Task instructions: Check every line of the data below for the word "description" and say how many have it, without further comment.

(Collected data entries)
------------------------
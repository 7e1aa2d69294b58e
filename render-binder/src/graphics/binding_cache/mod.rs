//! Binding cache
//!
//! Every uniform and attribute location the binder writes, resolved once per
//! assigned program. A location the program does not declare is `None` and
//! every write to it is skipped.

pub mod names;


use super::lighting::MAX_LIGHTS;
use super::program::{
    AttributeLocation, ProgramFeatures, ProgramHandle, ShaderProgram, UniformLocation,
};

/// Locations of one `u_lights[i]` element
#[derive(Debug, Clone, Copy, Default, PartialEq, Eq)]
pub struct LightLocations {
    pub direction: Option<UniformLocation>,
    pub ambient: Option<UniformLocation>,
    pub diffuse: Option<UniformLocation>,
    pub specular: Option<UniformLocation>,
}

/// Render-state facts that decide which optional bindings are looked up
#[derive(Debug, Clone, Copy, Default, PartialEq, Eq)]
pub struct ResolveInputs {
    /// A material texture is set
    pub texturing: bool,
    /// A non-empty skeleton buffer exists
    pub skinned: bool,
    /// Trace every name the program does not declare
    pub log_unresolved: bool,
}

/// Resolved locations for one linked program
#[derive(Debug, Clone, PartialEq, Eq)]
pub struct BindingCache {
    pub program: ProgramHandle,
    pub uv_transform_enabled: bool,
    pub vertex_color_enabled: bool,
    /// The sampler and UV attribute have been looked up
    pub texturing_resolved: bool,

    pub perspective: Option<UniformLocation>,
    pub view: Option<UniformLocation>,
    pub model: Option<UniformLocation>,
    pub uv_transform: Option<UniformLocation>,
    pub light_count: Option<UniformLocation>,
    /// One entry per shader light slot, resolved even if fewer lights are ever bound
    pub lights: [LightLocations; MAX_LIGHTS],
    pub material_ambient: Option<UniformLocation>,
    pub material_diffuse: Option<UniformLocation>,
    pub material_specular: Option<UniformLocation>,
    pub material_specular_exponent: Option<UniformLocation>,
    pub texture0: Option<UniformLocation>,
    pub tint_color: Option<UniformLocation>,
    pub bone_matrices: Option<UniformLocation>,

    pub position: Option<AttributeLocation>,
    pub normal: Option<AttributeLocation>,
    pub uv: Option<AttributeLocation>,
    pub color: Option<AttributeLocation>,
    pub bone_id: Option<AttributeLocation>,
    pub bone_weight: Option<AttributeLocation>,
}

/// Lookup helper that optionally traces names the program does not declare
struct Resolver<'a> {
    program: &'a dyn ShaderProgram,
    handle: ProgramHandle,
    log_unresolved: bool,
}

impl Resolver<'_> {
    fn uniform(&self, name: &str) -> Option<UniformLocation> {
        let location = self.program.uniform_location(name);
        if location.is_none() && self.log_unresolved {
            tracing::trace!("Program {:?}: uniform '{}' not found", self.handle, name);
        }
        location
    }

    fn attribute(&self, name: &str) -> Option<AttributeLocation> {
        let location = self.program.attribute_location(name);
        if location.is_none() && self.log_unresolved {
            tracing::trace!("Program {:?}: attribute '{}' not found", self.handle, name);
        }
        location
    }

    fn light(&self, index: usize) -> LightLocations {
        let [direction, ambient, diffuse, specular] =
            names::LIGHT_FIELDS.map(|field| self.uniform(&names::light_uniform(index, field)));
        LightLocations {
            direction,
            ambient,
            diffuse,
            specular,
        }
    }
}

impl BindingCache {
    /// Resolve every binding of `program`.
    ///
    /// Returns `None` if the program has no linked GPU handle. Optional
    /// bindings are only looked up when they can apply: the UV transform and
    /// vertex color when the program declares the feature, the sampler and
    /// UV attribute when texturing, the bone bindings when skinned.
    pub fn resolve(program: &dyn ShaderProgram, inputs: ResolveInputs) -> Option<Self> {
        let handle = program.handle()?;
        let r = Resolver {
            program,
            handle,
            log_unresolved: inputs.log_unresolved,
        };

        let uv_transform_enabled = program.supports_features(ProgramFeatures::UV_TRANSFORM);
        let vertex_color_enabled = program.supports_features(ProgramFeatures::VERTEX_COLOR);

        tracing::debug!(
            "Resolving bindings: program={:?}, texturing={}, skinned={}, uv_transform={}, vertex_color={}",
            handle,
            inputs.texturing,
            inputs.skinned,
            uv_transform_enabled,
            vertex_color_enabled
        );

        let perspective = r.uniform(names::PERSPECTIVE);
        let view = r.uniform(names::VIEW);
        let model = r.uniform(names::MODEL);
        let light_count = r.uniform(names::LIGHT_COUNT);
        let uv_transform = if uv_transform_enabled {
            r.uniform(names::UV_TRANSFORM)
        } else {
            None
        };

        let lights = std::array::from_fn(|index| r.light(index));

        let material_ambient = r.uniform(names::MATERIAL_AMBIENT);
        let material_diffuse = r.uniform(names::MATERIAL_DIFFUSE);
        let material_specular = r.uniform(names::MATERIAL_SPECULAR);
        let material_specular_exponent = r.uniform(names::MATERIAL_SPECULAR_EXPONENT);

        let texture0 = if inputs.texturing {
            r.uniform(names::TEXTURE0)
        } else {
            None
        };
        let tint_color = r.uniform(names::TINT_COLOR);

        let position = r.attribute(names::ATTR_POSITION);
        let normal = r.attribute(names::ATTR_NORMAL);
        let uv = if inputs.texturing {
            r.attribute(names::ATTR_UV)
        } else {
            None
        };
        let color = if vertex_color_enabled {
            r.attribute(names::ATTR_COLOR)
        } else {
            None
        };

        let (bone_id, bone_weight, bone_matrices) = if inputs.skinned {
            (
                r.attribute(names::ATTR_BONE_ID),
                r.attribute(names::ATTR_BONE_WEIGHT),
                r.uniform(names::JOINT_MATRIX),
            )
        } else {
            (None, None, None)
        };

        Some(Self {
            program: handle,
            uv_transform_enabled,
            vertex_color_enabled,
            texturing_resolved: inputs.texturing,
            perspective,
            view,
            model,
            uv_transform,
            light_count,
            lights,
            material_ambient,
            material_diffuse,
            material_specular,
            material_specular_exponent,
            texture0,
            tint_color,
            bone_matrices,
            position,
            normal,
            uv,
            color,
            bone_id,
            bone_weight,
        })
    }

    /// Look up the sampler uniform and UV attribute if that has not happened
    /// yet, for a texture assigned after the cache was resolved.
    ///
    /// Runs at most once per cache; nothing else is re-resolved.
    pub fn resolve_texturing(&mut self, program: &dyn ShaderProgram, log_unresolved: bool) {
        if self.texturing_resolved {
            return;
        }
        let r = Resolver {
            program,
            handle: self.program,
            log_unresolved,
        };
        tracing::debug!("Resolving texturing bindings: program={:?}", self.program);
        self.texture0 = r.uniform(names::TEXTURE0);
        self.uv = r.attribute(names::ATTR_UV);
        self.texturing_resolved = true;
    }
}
------------------------
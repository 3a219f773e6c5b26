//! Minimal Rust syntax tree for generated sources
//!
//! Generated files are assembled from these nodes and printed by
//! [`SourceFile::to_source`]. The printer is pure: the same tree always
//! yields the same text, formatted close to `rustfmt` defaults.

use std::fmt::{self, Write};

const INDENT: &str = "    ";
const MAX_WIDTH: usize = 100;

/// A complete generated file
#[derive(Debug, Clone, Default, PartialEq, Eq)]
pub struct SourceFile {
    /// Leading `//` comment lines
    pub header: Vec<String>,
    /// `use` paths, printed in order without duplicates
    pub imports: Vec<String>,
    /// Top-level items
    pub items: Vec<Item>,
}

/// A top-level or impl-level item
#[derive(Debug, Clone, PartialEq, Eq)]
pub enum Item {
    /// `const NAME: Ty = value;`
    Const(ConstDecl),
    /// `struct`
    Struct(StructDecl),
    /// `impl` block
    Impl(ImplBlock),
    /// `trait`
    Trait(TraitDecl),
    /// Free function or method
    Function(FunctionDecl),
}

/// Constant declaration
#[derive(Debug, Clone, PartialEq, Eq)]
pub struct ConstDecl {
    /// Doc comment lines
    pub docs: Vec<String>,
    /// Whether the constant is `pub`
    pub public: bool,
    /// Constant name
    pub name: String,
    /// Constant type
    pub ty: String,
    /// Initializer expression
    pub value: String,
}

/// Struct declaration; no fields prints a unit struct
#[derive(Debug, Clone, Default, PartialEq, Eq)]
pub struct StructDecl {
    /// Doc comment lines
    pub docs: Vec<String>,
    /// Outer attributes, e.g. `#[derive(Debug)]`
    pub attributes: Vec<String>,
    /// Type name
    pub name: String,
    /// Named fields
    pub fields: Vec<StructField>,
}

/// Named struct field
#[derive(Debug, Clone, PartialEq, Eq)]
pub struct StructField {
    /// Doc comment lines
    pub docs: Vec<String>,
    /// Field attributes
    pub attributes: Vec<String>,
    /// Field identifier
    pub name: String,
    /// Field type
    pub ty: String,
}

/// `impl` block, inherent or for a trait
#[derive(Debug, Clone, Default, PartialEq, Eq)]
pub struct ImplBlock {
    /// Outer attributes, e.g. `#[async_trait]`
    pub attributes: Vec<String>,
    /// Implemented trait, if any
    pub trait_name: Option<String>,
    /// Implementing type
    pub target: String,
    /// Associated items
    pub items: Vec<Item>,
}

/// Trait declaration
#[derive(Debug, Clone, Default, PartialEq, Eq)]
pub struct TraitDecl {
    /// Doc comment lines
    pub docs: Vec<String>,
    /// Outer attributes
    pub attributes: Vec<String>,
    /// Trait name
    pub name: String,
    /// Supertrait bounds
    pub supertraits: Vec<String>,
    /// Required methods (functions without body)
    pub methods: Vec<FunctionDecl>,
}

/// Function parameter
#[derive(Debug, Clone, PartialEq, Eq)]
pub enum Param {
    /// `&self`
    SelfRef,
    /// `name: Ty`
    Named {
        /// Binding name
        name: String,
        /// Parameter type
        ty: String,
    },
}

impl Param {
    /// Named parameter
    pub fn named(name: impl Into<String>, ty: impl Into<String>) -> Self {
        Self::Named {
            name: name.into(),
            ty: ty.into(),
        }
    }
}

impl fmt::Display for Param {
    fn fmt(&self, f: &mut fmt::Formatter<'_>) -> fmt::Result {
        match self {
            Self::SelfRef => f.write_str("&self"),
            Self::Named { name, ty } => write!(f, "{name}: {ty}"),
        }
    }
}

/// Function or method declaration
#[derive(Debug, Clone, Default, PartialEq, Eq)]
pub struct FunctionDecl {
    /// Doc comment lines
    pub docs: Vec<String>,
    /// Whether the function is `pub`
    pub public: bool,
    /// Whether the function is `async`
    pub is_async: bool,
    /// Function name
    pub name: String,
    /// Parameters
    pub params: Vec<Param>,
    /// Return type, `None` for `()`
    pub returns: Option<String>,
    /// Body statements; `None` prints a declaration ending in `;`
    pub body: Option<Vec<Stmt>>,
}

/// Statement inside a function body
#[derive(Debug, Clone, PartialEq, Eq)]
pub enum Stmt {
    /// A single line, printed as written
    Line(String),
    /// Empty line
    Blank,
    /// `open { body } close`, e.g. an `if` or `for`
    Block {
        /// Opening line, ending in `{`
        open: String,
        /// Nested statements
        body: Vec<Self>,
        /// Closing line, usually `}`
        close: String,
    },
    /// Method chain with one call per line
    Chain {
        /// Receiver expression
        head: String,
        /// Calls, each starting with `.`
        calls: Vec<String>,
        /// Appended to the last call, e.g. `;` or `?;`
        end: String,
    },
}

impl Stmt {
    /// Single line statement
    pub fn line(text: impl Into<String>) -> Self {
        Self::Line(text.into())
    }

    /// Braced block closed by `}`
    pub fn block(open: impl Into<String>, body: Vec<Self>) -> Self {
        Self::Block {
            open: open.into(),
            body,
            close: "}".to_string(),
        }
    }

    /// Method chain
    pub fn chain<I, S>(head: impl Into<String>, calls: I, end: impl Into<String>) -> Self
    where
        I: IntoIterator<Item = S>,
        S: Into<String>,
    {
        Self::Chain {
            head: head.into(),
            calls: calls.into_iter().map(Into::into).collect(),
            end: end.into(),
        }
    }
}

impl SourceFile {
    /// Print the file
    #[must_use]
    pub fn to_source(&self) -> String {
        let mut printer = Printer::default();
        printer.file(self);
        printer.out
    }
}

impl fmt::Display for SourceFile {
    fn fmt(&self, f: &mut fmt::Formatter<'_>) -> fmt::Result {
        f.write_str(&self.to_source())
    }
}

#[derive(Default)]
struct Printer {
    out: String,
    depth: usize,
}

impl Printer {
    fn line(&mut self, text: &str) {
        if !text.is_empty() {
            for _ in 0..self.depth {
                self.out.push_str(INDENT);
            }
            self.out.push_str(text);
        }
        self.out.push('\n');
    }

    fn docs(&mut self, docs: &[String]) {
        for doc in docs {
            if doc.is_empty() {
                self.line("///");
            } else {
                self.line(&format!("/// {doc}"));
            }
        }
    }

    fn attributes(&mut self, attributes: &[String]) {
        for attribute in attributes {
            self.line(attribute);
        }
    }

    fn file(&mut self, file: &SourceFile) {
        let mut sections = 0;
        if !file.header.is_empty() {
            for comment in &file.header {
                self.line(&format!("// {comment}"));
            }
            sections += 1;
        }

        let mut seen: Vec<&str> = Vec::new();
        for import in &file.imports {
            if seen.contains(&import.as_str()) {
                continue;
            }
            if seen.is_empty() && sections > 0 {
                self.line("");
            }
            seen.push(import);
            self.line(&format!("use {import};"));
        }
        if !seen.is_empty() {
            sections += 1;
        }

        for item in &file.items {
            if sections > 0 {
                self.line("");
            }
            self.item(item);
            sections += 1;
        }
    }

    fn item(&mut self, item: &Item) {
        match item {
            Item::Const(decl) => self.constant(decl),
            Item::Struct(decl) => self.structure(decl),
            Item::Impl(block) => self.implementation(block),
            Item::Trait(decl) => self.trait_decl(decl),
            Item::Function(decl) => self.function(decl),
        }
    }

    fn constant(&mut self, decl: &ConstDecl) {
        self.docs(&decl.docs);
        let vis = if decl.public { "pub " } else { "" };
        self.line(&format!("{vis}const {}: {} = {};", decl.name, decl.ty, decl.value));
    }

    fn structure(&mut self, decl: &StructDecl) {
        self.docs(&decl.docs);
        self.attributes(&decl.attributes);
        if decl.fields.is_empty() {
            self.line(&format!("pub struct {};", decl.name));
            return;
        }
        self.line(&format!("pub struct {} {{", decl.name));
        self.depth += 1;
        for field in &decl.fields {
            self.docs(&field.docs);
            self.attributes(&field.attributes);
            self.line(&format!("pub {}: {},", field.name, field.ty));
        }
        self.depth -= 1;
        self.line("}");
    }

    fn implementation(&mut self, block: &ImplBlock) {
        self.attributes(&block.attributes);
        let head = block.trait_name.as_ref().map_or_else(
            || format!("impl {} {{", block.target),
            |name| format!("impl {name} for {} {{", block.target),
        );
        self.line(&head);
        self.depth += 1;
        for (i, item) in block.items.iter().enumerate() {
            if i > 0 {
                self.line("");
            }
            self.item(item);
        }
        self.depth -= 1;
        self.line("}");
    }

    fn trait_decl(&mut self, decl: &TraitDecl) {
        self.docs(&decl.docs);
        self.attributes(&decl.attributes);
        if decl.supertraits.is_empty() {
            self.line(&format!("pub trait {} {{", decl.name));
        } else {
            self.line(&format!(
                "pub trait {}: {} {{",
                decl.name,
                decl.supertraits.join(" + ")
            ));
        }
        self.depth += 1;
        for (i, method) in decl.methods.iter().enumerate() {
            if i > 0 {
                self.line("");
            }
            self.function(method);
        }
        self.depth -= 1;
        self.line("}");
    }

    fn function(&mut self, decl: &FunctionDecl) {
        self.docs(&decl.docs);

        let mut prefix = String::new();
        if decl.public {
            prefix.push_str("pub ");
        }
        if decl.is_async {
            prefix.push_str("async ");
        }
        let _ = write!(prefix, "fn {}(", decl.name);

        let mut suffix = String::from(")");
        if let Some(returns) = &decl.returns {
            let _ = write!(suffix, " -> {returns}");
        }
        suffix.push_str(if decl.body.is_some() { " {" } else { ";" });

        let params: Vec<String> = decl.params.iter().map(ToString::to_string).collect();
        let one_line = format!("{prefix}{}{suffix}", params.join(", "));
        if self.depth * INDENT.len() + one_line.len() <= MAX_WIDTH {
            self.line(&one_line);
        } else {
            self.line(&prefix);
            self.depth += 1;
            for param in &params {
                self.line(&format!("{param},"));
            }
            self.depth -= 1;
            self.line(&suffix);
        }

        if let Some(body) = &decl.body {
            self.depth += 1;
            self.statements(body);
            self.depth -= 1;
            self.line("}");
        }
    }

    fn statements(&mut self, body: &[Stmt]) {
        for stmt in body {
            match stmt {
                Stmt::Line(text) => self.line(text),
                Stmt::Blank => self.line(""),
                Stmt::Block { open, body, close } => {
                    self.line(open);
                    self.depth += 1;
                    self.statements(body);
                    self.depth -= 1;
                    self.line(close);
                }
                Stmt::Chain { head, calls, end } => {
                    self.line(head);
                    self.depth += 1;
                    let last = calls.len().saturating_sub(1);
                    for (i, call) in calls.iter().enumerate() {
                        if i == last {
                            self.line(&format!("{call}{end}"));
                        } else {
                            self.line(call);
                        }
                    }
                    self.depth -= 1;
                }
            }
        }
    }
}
------------------------
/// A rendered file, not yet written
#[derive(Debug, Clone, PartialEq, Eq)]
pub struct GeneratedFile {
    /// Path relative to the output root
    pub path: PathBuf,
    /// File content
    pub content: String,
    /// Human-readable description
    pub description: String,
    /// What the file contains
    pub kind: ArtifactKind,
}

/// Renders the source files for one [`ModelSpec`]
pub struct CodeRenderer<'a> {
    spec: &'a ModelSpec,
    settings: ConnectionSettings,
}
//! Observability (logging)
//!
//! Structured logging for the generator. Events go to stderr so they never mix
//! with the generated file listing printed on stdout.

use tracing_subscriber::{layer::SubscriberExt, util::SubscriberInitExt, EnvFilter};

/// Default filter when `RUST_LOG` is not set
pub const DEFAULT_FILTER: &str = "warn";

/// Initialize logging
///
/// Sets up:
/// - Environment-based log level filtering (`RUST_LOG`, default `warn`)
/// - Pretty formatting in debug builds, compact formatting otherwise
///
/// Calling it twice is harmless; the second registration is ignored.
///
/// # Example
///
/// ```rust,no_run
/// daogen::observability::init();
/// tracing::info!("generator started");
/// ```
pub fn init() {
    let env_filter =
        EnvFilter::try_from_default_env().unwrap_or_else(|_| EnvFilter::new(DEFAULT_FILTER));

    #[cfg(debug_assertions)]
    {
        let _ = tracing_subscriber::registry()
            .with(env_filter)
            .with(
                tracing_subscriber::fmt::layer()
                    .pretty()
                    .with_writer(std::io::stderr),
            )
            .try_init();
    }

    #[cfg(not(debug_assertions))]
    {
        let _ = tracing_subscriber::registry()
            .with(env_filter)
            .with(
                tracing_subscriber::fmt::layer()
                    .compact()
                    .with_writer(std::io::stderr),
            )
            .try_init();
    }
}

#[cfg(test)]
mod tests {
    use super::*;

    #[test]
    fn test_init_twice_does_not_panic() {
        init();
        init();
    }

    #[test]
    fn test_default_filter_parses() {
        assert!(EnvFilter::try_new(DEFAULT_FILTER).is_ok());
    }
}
------------------------
The answer: 2